La délégation a indiqué que son Gouvernement accordait une attention particulière à l’adoption du Protocole facultatif, qui a été traduit en estonien, et qu’il travaillait à l’heure actuelle au processus de ratification.
Lançant une autre série de questions, Mme FUMUKO SAIGA, experte du Japon, a demandé si l’avis rendu par la Commissaire avait fait l’objet d’un suivi. Elle a demandé des précisions au sujet du mode de fonctionnement des divers organes chargés de la promotion de l’égalité entre les hommes et les femmes.
Mme MAGALYS AROCHA, experte de Cuba, a jugé floue la réorganisation du département de l’égalité des sexes au sein du Ministère estonien des affaires sociales. C’est pourquoi elle a demandé des éclaircissements sur le rôle de ce département, dont les activités semblent plus de nature technique qu’exécutive. Elle a émis des doutes sur sa fonction d’information auprès du Gouvernement et des organismes publics. Quelle est sa place au sein du système exécutif et quels sont les mécanismes qui assurent la coordination entre le département et le pouvoir local? Elle a par ailleurs tenu à obtenir des informations sur la durabilité des projets menés avec des fonds extérieurs et s’est demandée à cet égard s’il disposait d’un budget pour mener à bien les projets et pérenniser les résultats obtenus.
Mme MARIA REGINA TAVARES DA SILVA, experte du Portugal, a noté que la persistance des disparités entre hommes et femmes en Estonie s’expliquait principalement par l’existence de stéréotypes et d’une distribution très traditionnelle des rôles entre hommes et femmes. Il manque l’attitude dynamique pour changer les schémas traditionnels concernant les hommes et les femmes, a-t-elle estimé, avant d’interroger la délégation sur les mesures entreprises par le Gouvernement estonien pour modifier les stéréotypes. L’experte a par ailleurs demandé des précisions sur les mécanismes nationaux chargés de la parité entre les sexes en attendant la création du Conseil de la parité entre les hommes et les femmes. Félicitant l’État partie pour l’adoption de la loi relative à l’égalité des sexes, l’experte a demandé des informations sur l’application de cette loi et sur l’existence de mécanismes d’évaluation.
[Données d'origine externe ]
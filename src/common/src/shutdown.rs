// Copyright 2023 Twitter, Inc.
// Licensed under the Apache License, Version 2.0
// http://www.apache.org/licenses/LICENSE-2.0

use std::sync::atomic::{AtomicBool, Ordering};
use std::sync::Arc;

/// Process-wide stop flag. Initialized clear, set exactly once, never
/// cleared. Every run loop in the server checks it at each iteration of its
/// bounded wait, so a `set()` is observed everywhere within one wait period.
#[derive(Clone, Default)]
pub struct Shutdown {
    flag: Arc<AtomicBool>,
}

impl Shutdown {
    pub fn new() -> Self {
        Self {
            flag: Arc::new(AtomicBool::new(false)),
        }
    }

    /// Request shutdown. Idempotent.
    pub fn set(&self) {
        self.flag.store(true, Ordering::SeqCst);
    }

    pub fn is_set(&self) -> bool {
        self.flag.load(Ordering::SeqCst)
    }
}

#[cfg(test)]
mod tests {
    use super::*;

    #[test]
    fn set_is_sticky_and_idempotent() {
        let shutdown = Shutdown::new();
        assert!(!shutdown.is_set());

        shutdown.set();
        assert!(shutdown.is_set());

        // repeated calls are a no-op
        shutdown.set();
        assert!(shutdown.is_set());
    }

    #[test]
    fn clones_share_state() {
        let a = Shutdown::new();
        let b = a.clone();

        a.set();
        assert!(b.is_set());
    }
}
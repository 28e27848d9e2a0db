// Copyright 2023 Twitter, Inc.
// Licensed under the Apache License, Version 2.0
// http://www.apache.org/licenses/LICENSE-2.0

use crate::job::Job;
use crate::poller::PollerHandle;
use crate::workers::WorkerSet;
use crate::SessionSweeper;
use common::Shutdown;
use queue::BoundedQueue;
use std::sync::Arc;
use std::time::Duration;

const TICK: Duration = Duration::from_secs(1);

/// Once-per-second housekeeping: sweep expired session scopes, run the
/// request-time watchdog, and on shutdown fan the stop signal out to every
/// primitive something might be blocked on.
pub(crate) struct Timer {
    pub queue: Arc<BoundedQueue<Job>>,
    pub workers: Arc<WorkerSet>,
    pub poller: PollerHandle,
    pub sweeper: Option<Arc<dyn SessionSweeper>>,
    pub shutdown: Shutdown,
    pub max_request_time: Duration,
}

impl Timer {
    pub(crate) fn run(self) {
        while !self.shutdown.is_set() {
            std::thread::sleep(TICK);
            if self.shutdown.is_set() {
                break;
            }

            if let Some(sweeper) = &self.sweeper {
                sweeper.check_session_timeout();
            }

            // a request over its time budget is fatal for the process, but
            // through the orderly shutdown path rather than an abort
            if let Some(id) = self.workers.watchdog(self.max_request_time) {
                error!(
                    "worker {} exceeded the request time budget; shutting down",
                    id
                );
                self.shutdown.set();
            }
        }

        // shutdown fanout: unblock the supervisor, blocked consumers, and
        // the poller so each can observe the flag immediately
        self.queue.signal_no_idle();
        self.queue.release_consumers();
        self.poller.wake();

        info!("timer stopped");
    }
}
// Copyright 2023 Twitter, Inc.
// Licensed under the Apache License, Version 2.0
// http://www.apache.org/licenses/LICENSE-2.0

use crate::job::Job;
use crate::poller::PollerHandle;
use crate::workers::{WorkerSet, WorkerState};
use common::Shutdown;
use net::Timeout;
use protocol_common::{Compose, Execute, Parse};
use queue::BoundedQueue;
use std::io::{ErrorKind, Write};
use std::marker::PhantomData;
use std::sync::Arc;
use std::time::{Duration, Instant};

// bound on one blocking dequeue so the stop flag is observed promptly
const IDLE_WAIT: Duration = Duration::from_millis(500);

// how long a worker must sit idle before it offers to retire
const IDLE_GRACE: Duration = Duration::from_secs(10);

/// Everything a worker thread needs, bundled so the supervisor can spawn
/// additional workers after startup.
pub(crate) struct WorkerContext<P, Req, Rsp, D> {
    pub parser: P,
    pub dispatcher: Arc<D>,
    pub queue: Arc<BoundedQueue<Job>>,
    pub poller: PollerHandle,
    pub shutdown: Shutdown,
    /// Set once every producer thread (listeners, poller) has exited, so a
    /// worker knows an empty queue is empty for good.
    pub producers_done: Shutdown,
    pub read_timeout: Timeout,
    pub write_timeout: Timeout,
    pub keep_alive_timeout: Duration,
    pub buffer_size: usize,
    pub _marker: PhantomData<fn() -> (Req, Rsp)>,
}

impl<P: Clone, Req, Rsp, D> Clone for WorkerContext<P, Req, Rsp, D> {
    fn clone(&self) -> Self {
        Self {
            parser: self.parser.clone(),
            dispatcher: self.dispatcher.clone(),
            queue: self.queue.clone(),
            poller: self.poller.clone(),
            shutdown: self.shutdown.clone(),
            producers_done: self.producers_done.clone(),
            read_timeout: self.read_timeout,
            write_timeout: self.write_timeout,
            keep_alive_timeout: self.keep_alive_timeout,
            buffer_size: self.buffer_size,
            _marker: PhantomData,
        }
    }
}

enum Disposition {
    Close,
    Park(Job),
}

/// A consumer thread: dequeue a job, run request/reply cycles on it, then
/// close the connection or park it for keep-alive reuse. Workers above the
/// pool minimum retire themselves after a grace period of idleness.
pub(crate) struct Worker<P, Req, Rsp, D> {
    pub id: usize,
    pub ctx: WorkerContext<P, Req, Rsp, D>,
    pub workers: Arc<WorkerSet>,
    pub state: Arc<WorkerState>,
}

impl<P, Req, Rsp, D> Worker<P, Req, Rsp, D>
where
    P: Parse<Req>,
    Rsp: Compose,
    D: Execute<Req, Rsp>,
{
    pub(crate) fn run(mut self) {
        let mut idle_since = Instant::now();

        loop {
            // after the stop flag, keep consuming until every producer has
            // exited and the queue is drained: a last job can arrive behind
            // our observation of the flag and must not be dropped
            if self.ctx.shutdown.is_set()
                && self.ctx.producers_done.is_set()
                && self.ctx.queue.is_empty()
            {
                break;
            }

            match self.ctx.queue.get_timeout(IDLE_WAIT) {
                Some(job) => {
                    self.state.set_busy();
                    let disposition = self.process(job);
                    self.state.set_idle();

                    if let Disposition::Park(job) = disposition {
                        let keep_alive = self.ctx.keep_alive_timeout;
                        // a send failure means the poller is gone and the
                        // dropped job closes the connection
                        let _ = self.ctx.poller.park(job, keep_alive);
                    }

                    idle_since = Instant::now();
                }
                None => {
                    if !self.ctx.shutdown.is_set()
                        && idle_since.elapsed() >= IDLE_GRACE
                        && self.workers.try_retire(self.id)
                    {
                        debug!("worker {} retired after idle grace period", self.id);
                        return;
                    }
                }
            }
        }

        self.workers.exited(self.id);
    }

    /// Serve requests on one connection until it has no complete buffered
    /// request left, then decide between closing and parking. Pipelined
    /// requests already in the buffer are served back to back; readiness
    /// for anything beyond them is the poller's business.
    fn process(&mut self, mut job: Job) -> Disposition {
        loop {
            job.stream_mut().set_timeout(self.ctx.read_timeout);

            let request = loop {
                if !job.buffer().is_empty() {
                    match self.ctx.parser.parse(job.buffer()) {
                        Ok(parsed) => {
                            let consumed = parsed.consumed();
                            let request = parsed.into_inner();
                            job.consume(consumed);
                            break request;
                        }
                        Err(e) if e.kind() == ErrorKind::WouldBlock => {}
                        Err(e) => {
                            warn!("closing connection: {}", e);
                            return Disposition::Close;
                        }
                    }
                }

                match job.fill(self.ctx.buffer_size) {
                    Ok(0) => return Disposition::Close,
                    Ok(_) => {}
                    Err(e) if e.kind() == ErrorKind::TimedOut => {
                        debug!("request read timed out");
                        return Disposition::Close;
                    }
                    Err(e) => {
                        warn!("request read failed: {}", e);
                        return Disposition::Close;
                    }
                }
            };

            let mut response = self.ctx.dispatcher.execute(&request);

            // whatever the reply says about the connection must match what
            // happens to it: fold the server-side reuse budget into the
            // reply before it is composed
            if !job.may_keep_alive() || self.ctx.shutdown.is_set() {
                response.hangup();
            }

            let mut out = Vec::with_capacity(self.ctx.buffer_size);
            response.compose(&mut out);

            job.stream_mut().set_timeout(self.ctx.write_timeout);
            if let Err(e) = job.stream_mut().write_all(&out) {
                if e.kind() == ErrorKind::TimedOut {
                    debug!("reply write timed out");
                } else {
                    warn!("reply write failed: {}", e);
                }
                return Disposition::Close;
            }

            if response.should_hangup() || self.ctx.shutdown.is_set() {
                return Disposition::Close;
            }
            job.note_reuse();

            if !job.buffer().is_empty() {
                continue;
            }

            // a TLS stream may hold already-decrypted bytes the descriptor
            // will never report readiness for; probe before parking
            job.stream_mut().set_timeout(Timeout::Immediate);
            match job.fill(self.ctx.buffer_size) {
                Ok(0) => return Disposition::Close,
                Ok(_) => {}
                Err(e) if e.kind() == ErrorKind::TimedOut => {
                    return Disposition::Park(job);
                }
                Err(e) => {
                    warn!("connection probe failed: {}", e);
                    return Disposition::Close;
                }
            }
        }
    }
}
Mme SHANTI DAIRIAM, experte de la Malaisie, s’est également interrogée sur le mode de financement des projets relatifs à la parité entre les sexes et aux droits des femmes, émettant des préoccupations sur la cohérence et l’uniformité des projets menés. Elle s’est également interrogée sur le partage des compétences entre le Comité interministériel chargé de promouvoir l’égalité entre les sexes et la Commission pour la parité entre hommes et femmes.
En réponse à la question des experts sur le financement des projets, la délégation a donné l’exemple d’un projet mené avec les pays nordiques sur la traite des êtres humains. Elle a précisé que l’État avait la responsabilité de financer le budget national et de poursuivre le projet entamé une fois la coopération terminée. S’il n’existe pas une seule et unique stratégie nationale chargée de la promotion des droits de la femme, cette dimension est intégrée dans les stratégies mises en œuvre par les différents ministères, a fait valoir la délégation. Elle est ensuite revenue sur les fonctions de la Commissaire, précisant que son équipe avait été renforcée de deux collaborateurs et qu’ils émettaient des avis et opinions qui aidaient les personnes qui la consultaient à déterminer s’il était nécessaire de porter l’affaire en justice.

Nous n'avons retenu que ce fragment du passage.